Geomatics to Geomantics
From my memory (which is, unfortunately, diming with each passing year) the word “geomatics”, defined as the automation of geography, was first coined in French (Québec) as géomatique and then translated into English as geomatics. By my recollection, the word had little uptake outside of Canada and even less in the United States. I know that we started the Geomate project at MacDonald Dettwiler in the early 1990’s and that Geomatic was an alternate name to Geomate, but I don’t recall which word had more currency at the time.
As we move toward the middle of the second decade of the 21st century (I can’t believe I am saying that), it has occurred to me that Geomantics (the fusion of semantics and geography through automation) might be a word whose time has come, although I must confess it has an antique sound to it.
What might Geomantics be about? What standards and technologies might it embrace? How can we infuse more meaning into our modeling of geography so that searches can be more specific and meaningful, and so that the information we find can be a better fit for our applications?
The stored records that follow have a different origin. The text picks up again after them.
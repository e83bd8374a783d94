//! Redirect handler and the factory that builds it.
//!
//! # Responsibilities
//! - Percent-decode the request path, strip one leading '/' and look it up
//! - Answer hits with 302 Found + Location
//! - Hand misses, untouched, to the fallback router
//! - Optionally count the hit
//!
//! # Design Decisions
//! - A handler owns an `Arc<RouteTable>` and never mutates it
//! - A path that does not decode to UTF-8 is a miss
//! - Hit counting is in-memory and cannot fail a redirect

use std::convert::Infallible;
use std::sync::Arc;

use axum::{
    body::Body,
    http::{header, HeaderValue, Request, StatusCode},
    response::{IntoResponse, Response},
    Router,
};
use percent_encoding::percent_decode_str;
use tower::ServiceExt;

use crate::routing::{normalize_key, RouteTable};
use crate::store::HitRecorder;

/// Serves redirects from one immutable route table.
#[derive(Clone)]
pub struct RedirectHandler {
    table: Arc<RouteTable>,
    fallback: Router,
    hits: Option<HitRecorder>,
}

impl RedirectHandler {
    /// Build a handler over `table` that delegates misses to `fallback`.
    pub fn build(table: Arc<RouteTable>, fallback: Router) -> Self {
        Self {
            table,
            fallback,
            hits: None,
        }
    }

    /// Count redirects with `hits`.
    pub fn with_hit_recorder(mut self, hits: HitRecorder) -> Self {
        self.hits = Some(hits);
        self
    }

    /// The table this handler resolves against.
    pub fn table(&self) -> &Arc<RouteTable> {
        &self.table
    }

    /// Handle one request.
    pub async fn handle(&self, request: Request<Body>) -> Response {
        let path = percent_decode_str(request.uri().path())
            .decode_utf8()
            .ok()
            .map(|decoded| decoded.into_owned());

        if let Some(path) = &path {
            let key = normalize_key(path);
            if let Some(target) = self.table.resolve(key) {
                tracing::debug!(key = %key, target = %target, "Redirecting");
                if let Some(hits) = &self.hits {
                    hits.record(key, target);
                }
                return found(target);
            }
        }

        let result: Result<Response, Infallible> = self.fallback.clone().oneshot(request).await;
        match result {
            Ok(response) => response,
            Err(never) => match never {},
        }
    }
}

/// `302 Found` pointing at `target`.
fn found(target: &str) -> Response {
    match HeaderValue::from_str(target) {
        Ok(location) => (StatusCode::FOUND, [(header::LOCATION, location)]).into_response(),
        Err(_) => {
            tracing::error!(target = %target, "Redirect target is not a valid header value");
            StatusCode::INTERNAL_SERVER_ERROR.into_response()
        }
    }
}

/// Builds [`RedirectHandler`]s that share one fallback chain.
#[derive(Clone)]
pub struct HandlerFactory {
    fallback: Router,
    hits: Option<HitRecorder>,
}

impl HandlerFactory {
    pub fn new(fallback: Router) -> Self {
        Self {
            fallback,
            hits: None,
        }
    }

    /// Count redirects of every built handler with `hits`.
    pub fn with_hit_recorder(mut self, hits: HitRecorder) -> Self {
        self.hits = Some(hits);
        self
    }

    /// Build a handler for a freshly loaded table.
    pub fn build(&self, table: Arc<RouteTable>) -> RedirectHandler {
        let handler = RedirectHandler::build(table, self.fallback.clone());
        match &self.hits {
            Some(hits) => handler.with_hit_recorder(hits.clone()),
            None => handler,
        }
    }
}

#[cfg(test)]
mod tests {
    use super::*;
    use crate::store::{RouteStore, StoreLocation};

    /// Echoes what it received so tests can see the request was not altered.
    fn sentinel() -> Router {
        Router::new().fallback(|request: Request<Body>| async move {
            let marker = request
                .headers()
                .get("x-marker")
                .and_then(|v| v.to_str().ok())
                .unwrap_or("")
                .to_string();
            (
                StatusCode::IM_A_TEAPOT,
                format!("{} {} {}", request.method(), request.uri(), marker),
            )
        })
    }

    fn table(pairs: &[(&str, &str)]) -> Arc<RouteTable> {
        Arc::new(pairs.iter().map(|(k, v)| (*k, v.to_string())).collect())
    }

    fn get(uri: &str) -> Request<Body> {
        Request::builder().uri(uri).body(Body::empty()).unwrap()
    }

    async fn body_text(response: Response) -> String {
        let bytes = axum::body::to_bytes(response.into_body(), usize::MAX).await.unwrap();
        String::from_utf8(bytes.to_vec()).unwrap()
    }

    #[tokio::test]
    async fn test_hit_redirects() {
        let pairs = [
            ("/a", "https://example.com/a"),
            ("b", "https://example.com/b?q=1"),
            ("go/docs", "http://docs.example.com/"),
        ];
        let handler = RedirectHandler::build(table(&pairs), sentinel());

        for (uri, target) in [
            ("/a", "https://example.com/a"),
            ("/b", "https://example.com/b?q=1"),
            ("/go/docs", "http://docs.example.com/"),
        ] {
            let response = handler.handle(get(uri)).await;
            assert_eq!(response.status(), StatusCode::FOUND, "{}", uri);
            assert_eq!(response.headers()[header::LOCATION], target);
        }
    }

    #[tokio::test]
    async fn test_miss_reaches_fallback_unchanged() {
        let handler = RedirectHandler::build(table(&[("a", "https://example.com/a")]), sentinel());

        let request = Request::builder()
            .method("POST")
            .uri("/missing?x=1")
            .header("x-marker", "kept")
            .body(Body::empty())
            .unwrap();
        let response = handler.handle(request).await;

        assert_eq!(response.status(), StatusCode::IM_A_TEAPOT);
        assert_eq!(body_text(response).await, "POST /missing?x=1 kept");
    }

    #[tokio::test]
    async fn test_only_one_slash_stripped() {
        let handler = RedirectHandler::build(table(&[("a", "https://example.com/a")]), sentinel());

        let response = handler.handle(get("//a")).await;
        assert_eq!(response.status(), StatusCode::IM_A_TEAPOT);
    }

    #[tokio::test]
    async fn test_empty_table_falls_through() {
        let handler = RedirectHandler::build(Arc::new(RouteTable::default()), sentinel());
        assert_eq!(handler.handle(get("/")).await.status(), StatusCode::IM_A_TEAPOT);
    }

    #[tokio::test]
    async fn test_percent_encoded_keys() {
        let pairs = [
            ("/caf\u{e9}", "https://example.com/cafe"),
            ("/a b", "https://example.com/space"),
            ("docs/v1", "https://example.com/docs"),
        ];
        let handler = RedirectHandler::build(table(&pairs), sentinel());

        for (uri, target) in [
            ("/caf%C3%A9", "https://example.com/cafe"),
            ("/a%20b", "https://example.com/space"),
            ("/docs%2Fv1", "https://example.com/docs"),
            ("/docs/v1", "https://example.com/docs"),
        ] {
            let response = handler.handle(get(uri)).await;
            assert_eq!(response.status(), StatusCode::FOUND, "{}", uri);
            assert_eq!(response.headers()[header::LOCATION], target);
        }
    }

    #[tokio::test]
    async fn test_undecodable_path_is_a_miss() {
        let handler = RedirectHandler::build(table(&[("a", "https://example.com/a")]), sentinel());

        let response = handler.handle(get("/%FF%FE")).await;
        assert_eq!(response.status(), StatusCode::IM_A_TEAPOT);
        assert_eq!(body_text(response).await, "GET /%FF%FE ");
    }

    #[tokio::test]
    async fn test_factory_coalesces_hits() {
        let store = RouteStore::open(&StoreLocation::Memory).unwrap();
        let hits = HitRecorder::new(store.clone());
        let factory = HandlerFactory::new(sentinel()).with_hit_recorder(hits.clone());
        let handler = factory.build(table(&[("a", "https://example.com/a")]));

        for _ in 0..3000 {
            assert_eq!(handler.handle(get("/a")).await.status(), StatusCode::FOUND);
        }

        // Nothing is written per request; the counts wait for a flush.
        assert_eq!(hits.pending_keys(), 1);
        assert_eq!(store.get("a"), None);

        assert_eq!(hits.flush().unwrap(), 3000);
        assert_eq!(store.get("a").unwrap().hit_count, 3000);
    }
}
When I first started working on the Geography Markup Language (GML) in 1998, we were in the midst of a new Internet that was driven largely by the emergence of XML and XML-related standards. Of particular concern was the ability to express more meaning about web pages, so that the semantic web might come into existence. A discussion with Tim Berners-Lee at the time convinced me that RDF/RDFS was the right way to go. The initial version of GML was written in RDFS, and carried the key ideas of application schemas, remote property values, and the object-property-value structure. The whole intent at the time was to be able to express meaning in relation to geography, with the belief that this was key to achieving wide area interoperability.
Intervening history has proven this assumption to be correct. While GML has blossomed as a data modeling language, leading to or providing the encoding of many concrete data languages such as CityGML, AIXM (aviation), DIGGS (geotechnical), GeoSciML, SensorML, etc., it has been less successful as a language for the general capture of meaning, something which is essential in all forms of wide area data integration, whether across an enterprise or across the globe. In my view, it is time to consider other ideas in relation to GML to infuse meaning into our models of geography.
One of these ideas is the use of the CSW-ebRIM data model. Note that I emphasize the data model, and that I am not talking at this point about catalogues, or registries, or even about web service interfaces. The CSW-ebRIM data model is a good mechanism for the expression of geomantics. It provides a generic object type called a RegistryObject, which provides a globally unique identifier, and to which one can attach properties, including geometric properties using GML. Typed objects, called ExtrinsicObjects, can be created with properties and can be used to represent various kinds of business objects, much like the notion of a GML feature. Here, however, the similarities end, and the value of CSW-ebRIM for geomantics begins. In CSW-ebRIM, there is the notion of a classification scheme (a.k.a. taxonomy or tagging), and any registry object can be classified according to such a taxonomy, which provides additional meaning to the data object. Moreover, a given registry object can be classified under multiple taxonomies at the same time, thus expressing different semantic aspects of the object. For example, the Jazz Club might be classified as a restaurant, a music venue, and a night club all at the same time. It is just not possible to do this in any remotely convenient way with GML.
CSW-ebRIM taxonomies (classification schemes) themselves can have properties, including geospatial properties, as can each of the categories (called C-Nodes) that make up the taxonomy. A taxonomy of wage categories might have the properties upper wage and lower wage for each category. Similarly, a taxonomy of soil types could have a multi-polygon valued property providing the spatial distribution of each category of soil type.
CSW-ebRIM also makes it easy to express relationships between objects. This is done using CSW-ebRIM Associations. For example, one can associate the Jazz Club to the building in which it is located, or to the home band that plays in it, or the menu of its restaurant. These Associations can also have properties, including geospatial ones. Associations can even be used to express the relationships between the categories of different classification schemes.
It should be clear that CSW-ebRIM is a powerful vehicle for the expression of meaning in relation to geography, and this is only half the story. Look for more articles on Geomantics in this space in the future.